In Part 1 of this series, we looked at some of the most persistent myths about Airflow’s user experience. We unpacked claims that DAGs are hard to write, that local development is painful, and that Airflow can’t support dynamic pipelines. As we saw, many of these critiques are misleading—or simply no longer true. Thanks to features like the TaskFlow API, Assets, dynamic task mapping, and features of managed services like Astro, working with Airflow is more Pythonic and flexible than ever.

In this second post, we’ll turn our attention to another common theme in discussions about Airflow: its architecture and performance. If you’ve spent any time in community forums, you’ve likely heard concerns that “Airflow doesn’t scale,” that it’s difficult to manage, and that it should be used purely as a job scheduler. These narratives have stuck around for years—and while some stem from real pain points in earlier versions of Airflow, others are misconceptions or simplifications that miss the nuance of how Airflow works today.

The truth is that Airflow’s architecture has evolved just as much as its user experience. From its high availability to its flexible deployment options, modern Airflow is capable of powering orchestration at massive scale, and it is used daily by some of the largest data teams in the world.

In this post, we’ll break down the most common architectural and performance myths we hear about Airflow, explain where the grain of truth lies, and show how the current state of the project addresses them. Let’s get into it.

Statement: The Airflow scheduler is unreliable

Verdict: Fiction

It’s hard to talk about Airflow myths without bringing up the scheduler.
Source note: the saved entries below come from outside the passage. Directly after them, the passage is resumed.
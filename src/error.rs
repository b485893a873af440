use axum::{
    http::StatusCode,
    response::{IntoResponse, Json},
};
use serde_json::json;

pub type Result<T> = std::result::Result<T, Error>;

#[derive(Debug, thiserror::Error)]
pub enum Error {
    #[error("Configuration error: {0}")]
    Config(String),

    #[error("Bad request: {0}")]
    BadRequest(String),

    #[error("Unauthorized: {0}")]
    Unauthorized(String),

    #[error("Forbidden: {0}")]
    Forbidden(String),

    #[error("Not found: {0}")]
    NotFound(String),

    #[error("Conflict: {0}")]
    Conflict(String),

    #[error("Database error: {0}")]
    Database(sqlx::Error),

    #[error("Validation error: {0}")]
    Validation(#[from] validator::ValidationErrors),

    #[error("JSON error: {0}")]
    Json(#[from] serde_json::Error),

    #[error(transparent)]
    Anyhow(#[from] anyhow::Error),

    #[error("HTTP error: {0}")]
    Reqwest(#[from] reqwest::Error),

    #[error("Internal error: {0}")]
    Internal(String),

    #[error("IO error: {0}")]
    Io(#[from] std::io::Error),

    #[error("Multipart error: {0}")]
    Multipart(#[from] axum::extract::multipart::MultipartError),
}

impl IntoResponse for Error {
    fn into_response(self) -> axum::response::Response {
        let (status, error_message) = match self {
            Error::BadRequest(msg) => (StatusCode::BAD_REQUEST, msg),
            Error::Unauthorized(msg) => (StatusCode::UNAUTHORIZED, msg),
            Error::Forbidden(msg) => (StatusCode::FORBIDDEN, msg),
            Error::NotFound(msg) => (StatusCode::NOT_FOUND, msg),
            Error::Conflict(msg) => (StatusCode::CONFLICT, msg),
            Error::Validation(err) => (StatusCode::BAD_REQUEST, err.to_string()),
            Error::Database(err) => (StatusCode::INTERNAL_SERVER_ERROR, err.to_string()),
            Error::Json(err) => (StatusCode::BAD_REQUEST, err.to_string()),
            Error::Reqwest(err) => (
                StatusCode::BAD_GATEWAY,
                format!("External service error: {}", err),
            ),
            Error::Internal(msg) => (StatusCode::INTERNAL_SERVER_ERROR, msg),
            Error::Io(err) => (StatusCode::INTERNAL_SERVER_ERROR, err.to_string()),
            Error::Multipart(err) => (StatusCode::BAD_REQUEST, err.to_string()),
            Error::Anyhow(err) => (StatusCode::BAD_REQUEST, err.to_string()),
            _ => (
                StatusCode::INTERNAL_SERVER_ERROR,
                "An unexpected error occurred".to_string(),
            ),
        };

        let body = Json(json!({ "error": error_message }));
        (status, body).into_response()
    }
}

impl From<sqlx::Error> for Error {
    fn from(err: sqlx::Error) -> Self {
        match err {
            sqlx::Error::RowNotFound => Error::NotFound("Resource not found".to_string()),
            other => Error::Database(other),
        }
    }
}
use axum::{
    extract::State,
    http::{HeaderMap, StatusCode},
    response::{IntoResponse, Json},
};
use serde::Deserialize;
use subtle::ConstantTimeEq;
use validator::Validate;

use crate::{
    config::get_config,
    error::{Error, Result},
    services::email_service,
    AppState,
};

fn verify_admin_key(headers: &HeaderMap) -> Result<()> {
    let provided = headers
        .get("x-admin-key")
        .and_then(|v| v.to_str().ok())
        .ok_or_else(|| Error::Unauthorized("Missing admin key".to_string()))?;
    let expected = &get_config().admin_api_key;

    let matches: bool = provided.as_bytes().ct_eq(expected.as_bytes()).into();
    if !matches {
        return Err(Error::Unauthorized("Invalid admin key".to_string()));
    }
    Ok(())
}

/// Run one synchronous delivery cycle, outside the scheduler's cadence.
/// Used to push overdue messages out without waiting for the next tick.
#[axum::debug_handler]
pub async fn deliver_pending(
    State(state): State<AppState>,
    headers: HeaderMap,
) -> Result<impl IntoResponse> {
    verify_admin_key(&headers)?;
    let outcome = state.delivery_service.run_cycle().await?;
    tracing::info!(
        eligible = outcome.eligible,
        delivered = outcome.delivered,
        failed = outcome.failed,
        "Manual delivery cycle complete"
    );
    Ok(Json(outcome))
}

#[derive(Debug, Deserialize, Validate)]
pub struct TestEmailPayload {
    #[validate(email)]
    pub email_to: String,
}

#[axum::debug_handler]
pub async fn send_test_email(
    State(state): State<AppState>,
    headers: HeaderMap,
    Json(payload): Json<TestEmailPayload>,
) -> Result<impl IntoResponse> {
    verify_admin_key(&headers)?;
    payload.validate()?;

    let email = email_service::test_email();
    let sent = state
        .mailer
        .send(&payload.email_to, &email.subject, &email.text, &email.html)
        .await;
    if !sent {
        return Err(Error::Internal("Failed to send test email".to_string()));
    }
    Ok((
        StatusCode::OK,
        Json(serde_json::json!({ "message": "Test email sent successfully" })),
    ))
}
use async_trait::async_trait;
use chrono::NaiveDateTime;
use lettre::{
    message::{Mailbox, MultiPart},
    transport::smtp::authentication::Credentials,
    AsyncSmtpTransport, AsyncTransport, Message, Tokio1Executor,
};

use crate::config::Config;
use crate::models::message::DueMessage;
use crate::utils::time::format_timestamp;

/// Outbound email abstraction. Implementations must never panic or raise:
/// any transport or build failure is reported as `false`.
#[cfg_attr(test, mockall::automock)]
#[async_trait]
pub trait Mailer: Send + Sync {
    async fn send(&self, to: &str, subject: &str, text_body: &str, html_body: &str) -> bool;
}

#[derive(Clone)]
pub struct SmtpMailer {
    server: String,
    port: u16,
    username: String,
    password: String,
    from: String,
    from_name: String,
    starttls: bool,
}

impl SmtpMailer {
    pub fn from_config(config: &Config) -> Self {
        Self {
            server: config.mail_server.clone(),
            port: config.mail_port,
            username: config.mail_username.clone(),
            password: config.mail_password.clone(),
            from: config.mail_from.clone(),
            from_name: config.mail_from_name.clone(),
            starttls: config.mail_starttls,
        }
    }

    async fn try_send(
        &self,
        to: &str,
        subject: &str,
        text_body: &str,
        html_body: &str,
    ) -> anyhow::Result<()> {
        let from: Mailbox = format!("{} <{}>", self.from_name, self.from).parse()?;
        let email = Message::builder()
            .from(from)
            .to(to.parse()?)
            .subject(subject)
            .multipart(MultiPart::alternative_plain_html(
                text_body.to_string(),
                html_body.to_string(),
            ))?;

        let builder = if self.starttls {
            AsyncSmtpTransport::<Tokio1Executor>::starttls_relay(&self.server)?
        } else {
            AsyncSmtpTransport::<Tokio1Executor>::relay(&self.server)?
        };
        let mailer = builder
            .port(self.port)
            .credentials(Credentials::new(self.username.clone(), self.password.clone()))
            .build();

        mailer.send(email).await?;
        Ok(())
    }
}

#[async_trait]
impl Mailer for SmtpMailer {
    async fn send(&self, to: &str, subject: &str, text_body: &str, html_body: &str) -> bool {
        match self.try_send(to, subject, text_body, html_body).await {
            Ok(()) => {
                tracing::info!(to, subject, "Email sent");
                true
            }
            Err(e) => {
                tracing::error!(to, subject, error = %e, "Failed to send email");
                false
            }
        }
    }
}

pub struct EmailContent {
    pub subject: String,
    pub text: String,
    pub html: String,
}

/// The message itself, sent to the recipient when its delivery time arrives.
pub fn delivery_email(msg: &DueMessage) -> EmailContent {
    let scheduled = format_timestamp(msg.delivery_date);
    EmailContent {
        subject: format!("Your AfterLife Message: {}", msg.title),
        text: msg.content.clone(),
        html: format!(
            "<html>\n  <body>\n    <h2>{}</h2>\n    <p>{}</p>\n    <p>This message was scheduled for delivery on {} UTC</p>\n  </body>\n</html>",
            msg.title, msg.content, scheduled
        ),
    }
}

/// Best-effort confirmation sent after a successful delivery.
pub fn confirmation_email(recipient: &str, title: &str, delivery_date: NaiveDateTime) -> EmailContent {
    let scheduled = format_timestamp(delivery_date);
    EmailContent {
        subject: format!("Your AfterLife Message '{}' has been delivered", title),
        text: format!(
            "Dear {},\n\nYour AfterLife Message \"{}\" has been delivered as scheduled on {}.\n\nBest regards,\nThe AfterLife Team",
            recipient, title, scheduled
        ),
        html: format!(
            "<html>\n  <body>\n    <h2>Message Delivered</h2>\n    <p>Dear {},</p>\n    <p>Your AfterLife Message \"<strong>{}</strong>\" has been delivered as scheduled on {}.</p>\n    <p>Best regards,<br>The AfterLife Team</p>\n  </body>\n</html>",
            recipient, title, scheduled
        ),
    }
}

/// Sent when a message is created or rescheduled, if confirmations are on.
pub fn scheduled_email(recipient: &str, title: &str, delivery_date: NaiveDateTime) -> EmailContent {
    let scheduled = format_timestamp(delivery_date);
    EmailContent {
        subject: format!("Your AfterLife Message '{}' has been scheduled", title),
        text: format!(
            "Dear {},\n\nYour AfterLife Message \"{}\" has been scheduled for delivery on {}.\n\nBest regards,\nThe AfterLife Team",
            recipient, title, scheduled
        ),
        html: format!(
            "<html>\n  <body>\n    <h2>Message Scheduled</h2>\n    <p>Dear {},</p>\n    <p>Your AfterLife Message \"<strong>{}</strong>\" has been scheduled for delivery on {}.</p>\n    <p>Best regards,<br>The AfterLife Team</p>\n  </body>\n</html>",
            recipient, title, scheduled
        ),
    }
}

pub fn test_email() -> EmailContent {
    EmailContent {
        subject: "Test Email from AfterLife Message Platform".to_string(),
        text: "This is a test email to verify the email sending functionality.".to_string(),
        html: "<html>\n  <body>\n    <h2>Test Email</h2>\n    <p>This is a test email to verify the email sending functionality.</p>\n    <p>If you received this email, the email system is working correctly!</p>\n  </body>\n</html>".to_string(),
    }
}

#[cfg(test)]
mod tests {
    use super::*;
    use chrono::NaiveDate;

    fn snapshot() -> DueMessage {
        DueMessage {
            id: 7,
            title: "To my daughter".to_string(),
            content: "Always be kind.".to_string(),
            recipient_email: Some("daughter@example.com".to_string()),
            delivery_date: NaiveDate::from_ymd_opt(2031, 5, 20)
                .unwrap()
                .and_hms_opt(14, 30, 0)
                .unwrap(),
            is_delivered: false,
        }
    }

    #[test]
    fn delivery_email_carries_title_content_and_schedule() {
        let email = delivery_email(&snapshot());
        assert_eq!(email.subject, "Your AfterLife Message: To my daughter");
        assert_eq!(email.text, "Always be kind.");
        assert!(email.html.contains("<h2>To my daughter</h2>"));
        assert!(email.html.contains("2031-05-20 14:30:00"));
    }

    #[test]
    fn confirmation_email_mentions_delivery() {
        let email = confirmation_email("daughter@example.com", "To my daughter", snapshot().delivery_date);
        assert!(email.subject.contains("has been delivered"));
        assert!(email.text.contains("Dear daughter@example.com"));
        assert!(email.html.contains("2031-05-20 14:30:00"));
    }

    #[test]
    fn scheduled_email_mentions_scheduling() {
        let email = scheduled_email("someone@example.com", "Later", snapshot().delivery_date);
        assert!(email.subject.contains("has been scheduled"));
        assert!(email.html.contains("Message Scheduled"));
    }
}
For years, “the scheduler is unreliable” has been one of the most commonly repeated critiques. And it’s not hard to see why—anyone who used Airflow prior to 2.0 likely encountered at least some version of this. Manually restarting the Airflow scheduler periodically to maintain performance was commonplace (a brief personal anecdote - I used to do this all the time with Airflow 1.9, prior to working at Astronomer). When something went wrong, visibility was limited, and it wasn’t uncommon to see community posts where the answer boiled down to "try turning it off and on again."

But here’s the thing: that version of the scheduler doesn’t exist anymore.

With the release of Airflow 2.0 in 2020, the scheduler was completely rewritten as part of a broader initiative to improve scalability and reliability. It became highly available, allowing for multiple scheduler replicas to be run in an active / active model, and was optimized for scalability. With these changes, performance and reliability increased significantly (check out this blog post for more stats). Other changes in versions since (like fixing the issue of tasks getting stuck in a queued state) have further improved the situation.

Now, this isn’t to say that every Airflow scheduler instance is flawless. Like any distributed system, misconfiguration, resource constraints, or architectural anti-patterns can still lead to issues. Writing DAGs with best practices in mind can help ensure your scheduler functions normally. And even moreso, using a managed service like Astro, that allows you to easily choose your scheduler size and replicas and offers >99.9% uptime, can help ensure that you’re never worried about the scheduler impacting your pipelines. Generally, with these improvements and the availability of managed services, scheduler reliability has not been a major concern since the end of 2020.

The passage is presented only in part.